Chris Bizer: "Within the corporate market, there is interest in using Linked Data as a lightweight, pay-as-you-go data integration technology."
17.04.2009
So far little awareness exists about the commercial opportunities of linked data. Andreas Blumauer (SWC) talked to Chris Bizer, mastermind behind the DB-Pedia project and advocate of the linking open data philosophy, about the emerging market for deep web applications, its value for corporate purposes, and the need for information accountability and privacy awareness.
Chris, you are one of the keyplayers and insiders of the Semantic Web community.
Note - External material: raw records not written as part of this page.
//! Crawl orchestration
//!
//! The [`Crawler`] owns all mutable state for one crawl: the visited-URL
//! set, the page table, and the content-hash table used for duplicate
//! detection. One crawl runs as a single sequential async task; the enforced
//! inter-request delay and retry backoff are the only suspension points, so
//! none of this state needs synchronization.
//!
//! # State machine
//!
//! `idle -> downloading -> completed | error`. Failing to fetch the root
//! page, or finishing with zero kept pages, is fatal. Everything else (bad
//! pages, failed fetches, extraction misses) degrades to a failed-page count
//! surfaced as a non-fatal warning on the final status.

pub mod fetcher;

pub use fetcher::{build_http_client, Fetcher};

use std::collections::{HashMap, HashSet};

use sha2::{Digest, Sha256};
use tracing::{debug, info, warn};
use url::Url;

use crate::assemble;
use crate::config::CrawlOptions;
use crate::content;
use crate::nav::{self, NavFlags, NavLink};
use crate::status::StatusHandle;
use crate::url::{is_different_doc_section, is_different_version_path};
use crate::{DocbinderError, Result};

/// One crawled document entry
///
/// Header entries (`url = None`) carry no content and exist only to group
/// pages in the assembled table of contents.
#[derive(Debug, Clone)]
pub struct Page {
    /// Monotonic discovery order
    pub index: usize,
    /// Nesting depth within the site navigation
    pub depth: usize,
    pub title: String,
    pub content: Option<String>,
    pub url: Option<String>,
    /// The URL actually fetched (differs from `url` in native-Markdown mode)
    pub source_url: String,
}

/// Mutable state for one crawl invocation
#[derive(Debug, Default)]
struct CrawlState {
    visited: HashSet<String>,
    pages: Vec<Page>,
    content_hashes: HashMap<String, usize>,
    next_index: usize,
    failed_pages: usize,
    flags: NavFlags,
}

impl CrawlState {
    fn push_header(&mut self, title: String, depth: usize) {
        self.pages.push(Page {
            index: self.next_index,
            depth,
            title,
            content: None,
            url: None,
            source_url: String::new(),
        });
        self.next_index += 1;
    }

    /// A URL reached again at a greater depth takes the deeper value; depth
    /// never decreases
    fn reconcile_depth(&mut self, url: &str, depth: usize) {
        if let Some(page) = self
            .pages
            .iter_mut()
            .find(|p| p.url.as_deref() == Some(url))
        {
            if depth > page.depth {
                debug!("deepening {} from {} to {}", url, page.depth, depth);
                page.depth = depth;
            }
        }
    }
}

/// Sequential documentation-site crawler
pub struct Crawler {
    base_url: Url,
    options: CrawlOptions,
    fetcher: Fetcher,
    status: StatusHandle,
}

impl Crawler {
    /// Creates a crawler for one base URL
    ///
    /// The base URL keeps a trailing slash so relative links resolve under
    /// it rather than next to it.
    pub fn new(url: &str, options: CrawlOptions, status: StatusHandle) -> Result<Self> {
        let base_url = Url::parse(&format!("{}/", url.trim_end_matches('/')))?;
        let client = build_http_client(&options.user_agent, &options.crawl)?;
        let fetcher = Fetcher::new(client, &options.crawl, status.clone());
        Ok(Crawler {
            base_url,
            options,
            fetcher,
            status,
        })
    }

    pub fn base_url(&self) -> &Url {
        &self.base_url
    }

    /// Runs the crawl to completion and returns the assembled document
    ///
    /// All failure paths are recorded on the status before returning.
    pub async fn run(&self) -> Result<String> {
        self.status.mark_downloading();
        info!("starting crawl of {}", self.base_url);

        match self.crawl().await {
            Ok(markdown) => Ok(markdown),
            Err(e) => {
                self.status.mark_error(e.to_string());
                Err(e)
            }
        }
    }

    async fn crawl(&self) -> Result<String> {
        let mut state = CrawlState::default();

        let Some(root_html) = self.fetcher.fetch(self.base_url.as_str()).await else {
            return Err(DocbinderError::RootFetch {
                url: self.base_url.to_string(),
            });
        };

        let extraction = nav::extract_nav_links(&root_html, &self.base_url);
        state.flags = extraction.flags;
        info!(
            "extracted {} navigation links via {:?}",
            extraction.links.len(),
            extraction.strategy
        );

        if state.flags.global_nav {
            // The root page appears inside a global navigation list, so it
            // is fetched like any other page
            self.status
                .update(|s| s.total_pages = extraction.links.len());
            self.follow_nav_links(&mut state, &extraction.links, 0)
                .await;
        } else {
            self.status
                .update(|s| s.total_pages = extraction.links.len() + 1);
            self.process_root(&mut state, &root_html);
            self.follow_nav_links(&mut state, &extraction.links, 0)
                .await;
        }

        let markdown = assemble::generate_markdown(&state.pages, state.flags);
        if markdown.is_empty() {
            return Err(DocbinderError::NoPages);
        }

        // Pollers that see the completed phase must find the document
        self.status.store_document(markdown.clone());
        self.status.mark_completed();
        self.status
            .update(|s| s.failed_pages_count = state.failed_pages);
        if state.failed_pages > 0 {
            self.status.attach_warning(format!(
                "{} page(s) failed to download or extract",
                state.failed_pages
            ));
        }

        info!(
            "crawl finished: {} entries, {} failed",
            state.pages.len(),
            state.failed_pages
        );
        Ok(markdown)
    }

    /// Processes the root page as page #0 for sites without global nav
    fn process_root(&self, state: &mut CrawlState, root_html: &str) {
        let extracted = content::extract_page(root_html, self.base_url.as_str());
        if extracted.markdown.is_empty() {
            state.failed_pages += 1;
            return;
        }

        let normalized = self.base_url.as_str().trim_end_matches('/').to_string();
        let hash = content_hash(&extracted.markdown);
        let index = state.next_index;
        state.pages.push(Page {
            index,
            depth: 0,
            title: extracted.title.clone(),
            content: Some(extracted.markdown),
            url: Some(normalized.clone()),
            source_url: normalized.clone(),
        });
        state.content_hashes.insert(hash, index);
        state.next_index += 1;
        state.visited.insert(normalized);
        self.status
            .update(|s| s.pages_scraped.push(extracted.title));
    }

    /// Walks a NavLink list depth-first, fetching and recursing in order
    ///
    /// Per-link failures never abort the walk. Returns when the list is
    /// exhausted or the page cap is reached.
    async fn follow_nav_links(
        &self,
        state: &mut CrawlState,
        links: &[NavLink],
        subnav_depth: usize,
    ) {
        for link in links {
            if state.pages.len() >= self.options.crawl.max_pages {
                warn!(
                    "page cap of {} reached, stopping discovery",
                    self.options.crawl.max_pages
                );
                return;
            }

            let Some(url) = &link.url else {
                // Bare headers under a section-only crawl may describe
                // parent categories outside the restricted scope
                if self.options.section_scope.is_none() {
                    state.push_header(link.title.clone(), link.depth);
                }
                continue;
            };

            if state.visited.contains(url) {
                state.reconcile_depth(url, link.depth);
                continue;
            }

            if is_different_version_path(url, self.base_url.as_str()) {
                debug!("skipping different version tree: {}", url);
                continue;
            }
            if is_different_doc_section(url, self.base_url.as_str()) {
                debug!("skipping different doc section: {}", url);
                continue;
            }
            if !self.in_section_scope(url) {
                debug!("outside section scope: {}", url);
                continue;
            }

            self.status.update(|s| {
                s.current_page = state.next_index;
                s.current_url = url.clone();
            });

            tokio::time::sleep(self.options.crawl.request_delay()).await;

            let fetched = self.fetcher.fetch(url).await;
            // Mark visited regardless of outcome so one crawl never loops
            // over a persistently failing URL
            state.visited.insert(url.clone());

            let Some(html) = fetched else {
                state.failed_pages += 1;
                self.status
                    .update(|s| s.failed_pages_count = state.failed_pages);
                continue;
            };

            let (extracted_title, markdown, source_url) = if self.options.native_md {
                let md_url = format!("{}.md", url);
                match self.fetcher.fetch_markdown(&md_url).await {
                    Some(md) => (link.title.clone(), md, md_url),
                    None => {
                        state.failed_pages += 1;
                        continue;
                    }
                }
            } else {
                let extracted = content::extract_page(&html, url);
                (extracted.title, extracted.markdown, url.clone())
            };

            if markdown.trim().is_empty() {
                state.failed_pages += 1;
                self.status
                    .update(|s| s.failed_pages_count = state.failed_pages);
                continue;
            }

            let hash = content_hash(&markdown);
            if state.content_hashes.contains_key(&hash) {
                debug!("duplicate content at {}, dropping", url);
                continue;
            }

            // Navigation labels are usually better section names than
            // on-page h1s
            let title = if link.title.is_empty() {
                extracted_title
            } else {
                link.title.clone()
            };

            let index = state.next_index;
            state.pages.push(Page {
                index,
                depth: link.depth,
                title: title.clone(),
                content: Some(markdown),
                url: Some(url.clone()),
                source_url,
            });
            state.content_hashes.insert(hash, index);
            state.next_index += 1;
            self.status.update(|s| s.pages_scraped.push(title));

            // Per-page sub-navigation catches collapsible menus invisible
            // on the root page; global-nav sites have nothing new to find
            if !state.flags.global_nav
                && self.options.follow_subnav
                && subnav_depth < self.options.crawl.max_subnav_depth
            {
                let sub = nav::extract_nav_links(&html, &self.base_url);
                let sub_links: Vec<NavLink> = if state.flags.sparse_nav {
                    // Local sub-nav headers do not reflect the site's real
                    // top-level structure
                    sub.links.into_iter().filter(|l| !l.is_header()).collect()
                } else {
                    sub.links
                };
                Box::pin(self.follow_nav_links(state, &sub_links, subnav_depth + 1)).await;
            }
        }
    }

    fn in_section_scope(&self, url: &str) -> bool {
        let Some(prefix) = &self.options.section_scope else {
            return true;
        };
        Url::parse(url)
            .map(|parsed| parsed.path().starts_with(prefix.as_str()))
            .unwrap_or(false)
    }
}

/// Stable digest of cleaned page Markdown, used for duplicate detection
fn content_hash(markdown: &str) -> String {
    let mut hasher = Sha256::new();
    hasher.update(markdown.as_bytes());
    hex::encode(hasher.finalize())
}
From your perspective, what are the most interesting scenarios where linked data technologies will be used in the next few months or years?
The deployment of Linked Data technologies is mostly content driven as more and more people realize that there are many interesting datasets available as Linked Data on the Web and want to use these datasets or interlink new datasets with them. I therefore think that the topics of the datasets in the Linking Open Data cloud are already a good indicator for the further development: There are lots of life sciences related datasets, there is lots of data related to publications and the library world, and there is an increasing amount of geographic information. The W3C Semantic Web for Health Care and Life Sciences Interest Group is doing really good outreach work towards the life sciences community and there are first Linked Data pilot project running within pharma companies like Eli Lilly. The growing interest in the libraries community is shown by Linked Data being a main topic of this year’s Dublic Core conference in Seoul and by the new Open Archives Object Reuse and Exchange (OAI-ORE) standard that is build on the Linked Data principles. Other domains in which we will see increasing Linked Data deployment soon are in my opinion the media industry, the sharing of scientific data in general and easing the access to government and other public sector data. Initiatives into the last direction are currently being pushed by the Obama administration and the UK Office of Public Sector Information. Within the media industry, the BBC and Thomson Reuters already use Linked Data technologies. The BBC to interlink their content with external data sources like Musicbrainz and DBpedia. Reuters to annotate documents with concepts from the Web of Data via the Calais service.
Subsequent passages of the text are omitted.